Tidal movement in these lagoons tends to be at right angles to the coast and landward of the barrier islands, the lagoonal sediments are commonly dominated by lime mudstones with scattered skeletal fragments derived from in situ growth of organisms. Where sand size carbonates occur in the seaward portions of the lagoons these are often composed of fecal pellets. Close to the edges of the oolite deltas, where they are subject to flood tides, grapestones accumulate.

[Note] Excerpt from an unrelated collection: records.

use std::sync::Arc;
use ash::vk;
use color_eyre::eyre::eyre;
use color_eyre::Result;

#[derive(Default)]
pub struct DescriptorSetLayoutBuilder<'a> {
    bindings: Vec<vk::DescriptorSetLayoutBinding<'a>>,
}

impl DescriptorSetLayoutBuilder<'_> {
    pub fn new() -> Self {
        Self::default()
    }

    pub fn add_binding(mut self, binding: u32, descriptor_type: vk::DescriptorType) -> Self {
        self.bindings.push(
            vk::DescriptorSetLayoutBinding::default()
                .binding(binding)
                .descriptor_type(descriptor_type)
                .descriptor_count(1),
        );
        self
    }

    pub fn bindings(&self) -> &[vk::DescriptorSetLayoutBinding<'_>] {
        &self.bindings
    }

    /// Creates the layout with every binding visible to `stages`
    pub fn build(
        mut self,
        device: &ash::Device,
        stages: vk::ShaderStageFlags,
    ) -> Result<vk::DescriptorSetLayout> {
        for binding in &mut self.bindings {
            binding.stage_flags |= stages;
        }
        let layout_info = vk::DescriptorSetLayoutCreateInfo::default()
            .bindings(&self.bindings);
        Ok(unsafe {
            device.create_descriptor_set_layout(&layout_info, None)?
        })
    }
}

/// How many descriptors of a type the pool holds per set
#[derive(Clone, Copy, Debug)]
pub struct PoolSizeRatio {
    pub descriptor_type: vk::DescriptorType,
    pub ratio: f32,
}

/// `floor(ratio * max_sets)` descriptors per type. Types that round down to nothing are
/// left out since a pool size may not be zero.
pub fn pool_sizes(max_sets: u32, ratios: &[PoolSizeRatio]) -> Vec<vk::DescriptorPoolSize> {
    ratios
        .iter()
        .map(|ratio| vk::DescriptorPoolSize {
            ty: ratio.descriptor_type,
            descriptor_count: (ratio.ratio * max_sets as f32).floor() as u32,
        })
        .filter(|size| size.descriptor_count > 0)
        .collect()
}

/// Fixed-size descriptor pool that hands out sets until it is reset as a whole
pub struct DescriptorAllocator {
    pool: vk::DescriptorPool,
    device: Arc<ash::Device>,
}

impl DescriptorAllocator {
    pub fn init(
        device: Arc<ash::Device>,
        max_sets: u32,
        ratios: &[PoolSizeRatio],
    ) -> Result<Self> {
        let sizes = pool_sizes(max_sets, ratios);
        if max_sets == 0 || sizes.is_empty() {
            return Err(eyre!("Descriptor pool for {} sets would hold no descriptors", max_sets));
        }

        let pool_info = vk::DescriptorPoolCreateInfo::default()
            .max_sets(max_sets)
            .pool_sizes(&sizes);
        let pool = unsafe { device.create_descriptor_pool(&pool_info, None)? };

        Ok(Self { pool, device })
    }

    pub fn allocate(&self, layout: vk::DescriptorSetLayout) -> Result<vk::DescriptorSet> {
        let layouts = [layout];
        let allocate_info = vk::DescriptorSetAllocateInfo::default()
            .descriptor_pool(self.pool)
            .set_layouts(&layouts);
        let sets = unsafe { self.device.allocate_descriptor_sets(&allocate_info)? };
        sets.into_iter()
            .next()
            .ok_or_else(|| eyre!("Descriptor pool returned no sets"))
    }

    /// Returns every set allocated so far to the pool
    pub fn reset(&self) -> Result<()> {
        unsafe {
            self.device.reset_descriptor_pool(self.pool, vk::DescriptorPoolResetFlags::empty())?;
        }
        Ok(())
    }

    pub fn destroy(&mut self) {
        if self.pool == vk::DescriptorPool::null() {
            return;
        }
        unsafe {
            self.device.destroy_descriptor_pool(self.pool, None);
        }
        self.pool = vk::DescriptorPool::null();
    }
}

impl Drop for DescriptorAllocator {
    fn drop(&mut self) {
        self.destroy();
    }
}

/// Points `binding` of `set` at a whole buffer
pub fn write_buffer(
    device: &ash::Device,
    set: vk::DescriptorSet,
    binding: u32,
    descriptor_type: vk::DescriptorType,
    buffer: vk::Buffer,
    range: vk::DeviceSize,
) {
    let buffer_infos = [vk::DescriptorBufferInfo {
        buffer,
        offset: 0,
        range,
    }];
    let write = vk::WriteDescriptorSet::default()
        .dst_set(set)
        .dst_binding(binding)
        .descriptor_type(descriptor_type)
        .buffer_info(&buffer_infos);
    unsafe {
        device.update_descriptor_sets(&[write], &[]);
    }
}

/// Points `binding` of `set` at an image view that will be in `layout` when used
pub fn write_image(
    device: &ash::Device,
    set: vk::DescriptorSet,
    binding: u32,
    descriptor_type: vk::DescriptorType,
    view: vk::ImageView,
    layout: vk::ImageLayout,
) {
    let image_infos = [vk::DescriptorImageInfo {
        sampler: vk::Sampler::null(),
        image_view: view,
        image_layout: layout,
    }];
    let write = vk::WriteDescriptorSet::default()
        .dst_set(set)
        .dst_binding(binding)
        .descriptor_type(descriptor_type)
        .image_info(&image_infos);
    unsafe {
        device.update_descriptor_sets(&[write], &[]);
    }
}

#[cfg(test)]
mod tests {
    use super::*;

    #[test]
    fn pool_sizes_scale_with_max_sets() {
        let ratios = [
            PoolSizeRatio { descriptor_type: vk::DescriptorType::UNIFORM_BUFFER, ratio: 1.0 },
            PoolSizeRatio { descriptor_type: vk::DescriptorType::STORAGE_IMAGE, ratio: 2.5 },
        ];
        let sizes = pool_sizes(10, &ratios);

        assert_eq!(sizes.len(), 2);
        assert_eq!((sizes[0].ty, sizes[0].descriptor_count), (vk::DescriptorType::UNIFORM_BUFFER, 10));
        assert_eq!((sizes[1].ty, sizes[1].descriptor_count), (vk::DescriptorType::STORAGE_IMAGE, 25));
    }

    #[test]
    fn fractional_counts_round_down() {
        let ratios = [
            PoolSizeRatio { descriptor_type: vk::DescriptorType::SAMPLER, ratio: 0.5 },
            PoolSizeRatio { descriptor_type: vk::DescriptorType::UNIFORM_BUFFER, ratio: 0.1 },
        ];
        let sizes = pool_sizes(3, &ratios);

        assert_eq!(sizes.len(), 1);
        assert_eq!(sizes[0].descriptor_count, 1);
    }

    #[test]
    fn builder_keeps_bindings_in_order() {
        let builder = DescriptorSetLayoutBuilder::new()
            .add_binding(0, vk::DescriptorType::UNIFORM_BUFFER)
            .add_binding(1, vk::DescriptorType::COMBINED_IMAGE_SAMPLER);

        let bindings = builder.bindings();
        assert_eq!(bindings.len(), 2);
        assert_eq!(bindings[1].binding, 1);
        assert_eq!(bindings[1].descriptor_type, vk::DescriptorType::COMBINED_IMAGE_SAMPLER);
        assert_eq!(bindings[0].descriptor_count, 1);
    }
}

At low tide extensive parts of the lagoon floor are exposed and evaporation of the intertidal waters results in increased salinities. This is matched by a decrease in echinoids, corals, and algae and an increase in gastropods and imperforate foraminifera. Here, as in other north facing protected coastal areas of the United Arab Emirates, the accumulation of lagoonal sediments is being encroached on and terminated by sediments from tidal flat settings (often lined by mangroves and cyano bacterial mats) that in turn are flanked and being encroached on by supratidal salt flat (sabkha) evaporite rich sediments. This coastal complex lies just north of a series of an earlier high energy beach system, demarked by stranded beach ridges dominated by the shells of cerithid gasteropods.